Helping Autistic Children Understand the Concept of Time

For most of us, time concepts are second nature. But for those who struggle with the passage of time, planning, organizing, or structuring their day can be a challenge. It’s crucial to pay attention to these three concepts. By helping autistic children understand the concept of time, you’re equipping them with valuable life skills.

Let’s break it down. Today means right now, this very moment, or the current day. Yesterday refers to the day before today, and tomorrow is the day after. It might seem a bit confusing for children with autism, so let’s see how you can make it easier for them to understand.

Make it visual

If your child understands the concepts of ‘before’ and ‘after,’ it may be easier for them to understand ‘today,’ ‘yesterday,’ and ‘tomorrow.’ Let’s focus on today first. 

Take out the calendar. Put a green X on today. Today is Monday. Explain what you will do today: “Today, we get dressed, have breakfast, pack our backpacks with school supplies, and head to school.” That will be today.

Put a red X on yesterday.  Have your individual think about what they did yesterday.  It was not a school day.  We slept in.  We watched some TV before getting ready for the day.  Perhaps they went to church or visited their grandparents. That was yesterday.

Now, have them look to the day after today. Ask them what day that is. It is tomorrow, Tuesday. Yes, it is another school day. 

Make it visual

Create a list for better organization

You could teach them to make a list of things to do on a particular day. These might be actions they must take, events they need to attend, chores, or appointments that will occur this day or tomorrow.
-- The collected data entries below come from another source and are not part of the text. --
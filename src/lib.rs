//! # Volreg (Volunteer Registry)
//!
//! `volreg` is the backend for volunteer onboarding. It proves control of an
//! email address with a one-time code, registers the volunteer together with
//! their documents, and issues sessions for later logins.
//!
//! ## Email Verification (OTP)
//!
//! Verification challenges live in an in-process [`otp::OtpStore`] keyed by the
//! email address exactly as received.
//!
//! - **Code:** 6 random digits in `100000..=999999`, valid for 5 minutes.
//! - **Resend Cooldown:** a new code can be requested 5 minutes after the last one.
//! - **Attempts:** 5 wrong codes delete the challenge; the caller must start over.
//! - **Linearizable:** every check-then-write runs under the store mutex, so the
//!   attempt ceiling holds under concurrent requests.
//!
//! Expired challenges are removed lazily when probed and by a background sweeper
//! owned by the server lifecycle.
//!
//! ## Registration
//!
//! Registration is gated on a verified challenge for the email. Once the record
//! is created the challenge is consumed, so verified entries do not outlive the
//! registration they unlocked.
//!
//! > **Note:** the challenge table is not shared between instances. Run a single
//! > instance or pin clients to one instance until the store is externalized.

pub mod api;
pub mod cli;
pub mod documents;
pub mod email;
pub mod otp;
pub mod volunteers;

#[allow(clippy::doc_markdown, clippy::needless_raw_string_hashes)]
pub mod built_info {
    include!(concat!(env!("OUT_DIR"), "/built.rs"));
}

pub const GIT_COMMIT_HASH: &str = match built_info::GIT_COMMIT_HASH {
    Some(hash) => hash,
    None => "unknown",
};

#[cfg(test)]
pub(crate) mod test_support;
This can emphasize what will happen today or tomorrow, and they might cross off what they did yesterday. That way, they get a sense that yesterday is gone and that they accomplished many things.
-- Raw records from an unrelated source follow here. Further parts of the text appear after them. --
//! Registered volunteer records, sessions and password reset state.
//!
//! Storage sits behind [`VolunteerRepository`]; the server uses the `PostgreSQL`
//! implementation and tests use the in-memory one.

pub mod credentials;
pub mod memory;
pub mod postgres;

use anyhow::Result;
use async_trait::async_trait;
use chrono::{DateTime, Utc};
use serde::{Deserialize, Serialize};
use utoipa::ToSchema;
use uuid::Uuid;

#[derive(ToSchema, Serialize, Deserialize, Clone, Debug, PartialEq, Eq)]
#[serde(rename_all = "camelCase")]
pub struct EducationQualification {
    pub degree: String,
    pub year_of_completion: String,
    /// URL of the uploaded certificate.
    pub certificate: String,
}

/// Profile fields collected by the registration form, with document URLs.
#[derive(ToSchema, Serialize, Deserialize, Clone, Debug, PartialEq, Eq)]
#[serde(rename_all = "camelCase")]
pub struct VolunteerDetails {
    pub name: String,
    pub email: String,
    pub phone: String,
    pub guardian: String,
    pub age: String,
    pub address: String,
    pub current_address: String,
    pub state: String,
    pub district: String,
    pub city: String,
    pub pincode: String,
    pub dob: String,
    pub gender: String,
    pub bank_acc_number: String,
    pub bank_name: String,
    pub ifsc: String,
    pub education_qualification: EducationQualification,
    pub employment_status: String,
    #[serde(skip_serializing_if = "Option::is_none")]
    pub monthly_income_range: Option<String>,
    pub image: String,
    pub bank_document: String,
    #[serde(skip_serializing_if = "Option::is_none")]
    pub police_verification: Option<String>,
    pub undertaking: bool,
}

#[derive(ToSchema, Serialize, Deserialize, Clone, Debug, PartialEq, Eq)]
#[serde(rename_all = "camelCase")]
pub struct Volunteer {
    pub id: Uuid,
    pub temp_reg_number: String,
    #[serde(flatten)]
    pub details: VolunteerDetails,
    pub account_verified: bool,
    pub is_blocked: bool,
    pub created_at: DateTime<Utc>,
}

/// Record handed to [`VolunteerRepository::create`].
#[derive(Clone, Debug)]
pub struct NewVolunteer {
    pub temp_reg_number: String,
    pub details: VolunteerDetails,
    pub password_hash: String,
}

#[derive(Clone, Debug)]
pub enum CreateOutcome {
    Created(Box<Volunteer>),
    /// Email or phone collided with an existing record.
    Conflict,
}

/// Minimal fields needed to check a login.
#[derive(Clone, Debug)]
pub struct LoginRecord {
    pub volunteer: Volunteer,
    pub password_hash: String,
}

#[async_trait]
pub trait VolunteerRepository: Send + Sync {
    async fn ping(&self) -> Result<()>;

    async fn email_exists(&self, email: &str) -> Result<bool>;

    async fn phone_exists(&self, phone: &str) -> Result<bool>;

    async fn count(&self) -> Result<i64>;

    async fn create(&self, volunteer: NewVolunteer) -> Result<CreateOutcome>;

    async fn find_by_id(&self, id: Uuid) -> Result<Option<Volunteer>>;

    async fn find_login(&self, email: &str) -> Result<Option<LoginRecord>>;

    async fn set_reset_token(
        &self,
        id: Uuid,
        token_hash: &[u8],
        expires_at: DateTime<Utc>,
    ) -> Result<()>;

    async fn clear_reset_token(&self, id: Uuid) -> Result<()>;

    /// Volunteer whose reset token hash matches and has not expired at `now`.
    async fn find_by_reset_token(
        &self,
        token_hash: &[u8],
        now: DateTime<Utc>,
    ) -> Result<Option<Volunteer>>;

    /// Store a new password hash and clear any pending reset token.
    async fn update_password(&self, id: Uuid, password_hash: &str) -> Result<()>;

    async fn create_session(
        &self,
        id: Uuid,
        token_hash: &[u8],
        expires_at: DateTime<Utc>,
    ) -> Result<()>;

    /// Volunteer owning a session that has not expired at `now`.
    async fn find_session(&self, token_hash: &[u8], now: DateTime<Utc>)
        -> Result<Option<Volunteer>>;

    async fn delete_session(&self, token_hash: &[u8]) -> Result<()>;
}

/// Display identifier minted from the number of existing records, e.g. `ASF/FE/00042`.
#[must_use]
pub fn registration_number(prefix: &str, existing: i64) -> String {
    format!("{prefix}/{:05}", existing.saturating_add(1))
}

#[cfg(test)]
mod tests {
    use super::*;
    use crate::test_support::new_volunteer;

    #[test]
    fn registration_number_pads_to_five_digits() {
        assert_eq!(registration_number("ASF/FE", 0), "ASF/FE/00001");
        assert_eq!(registration_number("ASF/FE", 41), "ASF/FE/00042");
        assert_eq!(registration_number("X", 123_456), "X/123457");
    }

    #[test]
    fn volunteer_serializes_flat_camel_case() -> anyhow::Result<()> {
        let volunteer = Volunteer {
            id: Uuid::nil(),
            temp_reg_number: "ASF/FE/00001".to_string(),
            details: new_volunteer("a@b.com", "9999999999").details,
            account_verified: true,
            is_blocked: false,
            created_at: Utc::now(),
        };
        let value = serde_json::to_value(&volunteer)?;
        assert_eq!(value["email"], "a@b.com");
        assert_eq!(value["tempRegNumber"], "ASF/FE/00001");
        assert_eq!(value["accountVerified"], true);
        assert_eq!(value["educationQualification"]["yearOfCompletion"], "2020");
        assert!(value.get("policeVerification").is_none());
        assert!(value.get("passwordHash").is_none());
        Ok(())
    }
}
When you teach today, yesterday, and tomorrow with planning, you are helping them learn organizing and how to use executive functioning. You are encouraging independence.

When they make those lists, make sure doctor and dentist appointments are on there. Make sure birthday and holiday celebrations are on those lists. When they cross off items, they see time passing, which helps them develop a sense of past, present, and future.

Make connections to the weather 

Discussing the weather can introduce these time concepts in a fun and practical way. Encourage your child to use their smartphone to check the weather forecast for today and tomorrow. This activity helps them understand the concept of time and engages them with a real-world application.

Sit down together and look up the weekly weather forecast on a reliable website. Make it a routine to compare the temperatures and weather conditions of yesterday, today, and tomorrow.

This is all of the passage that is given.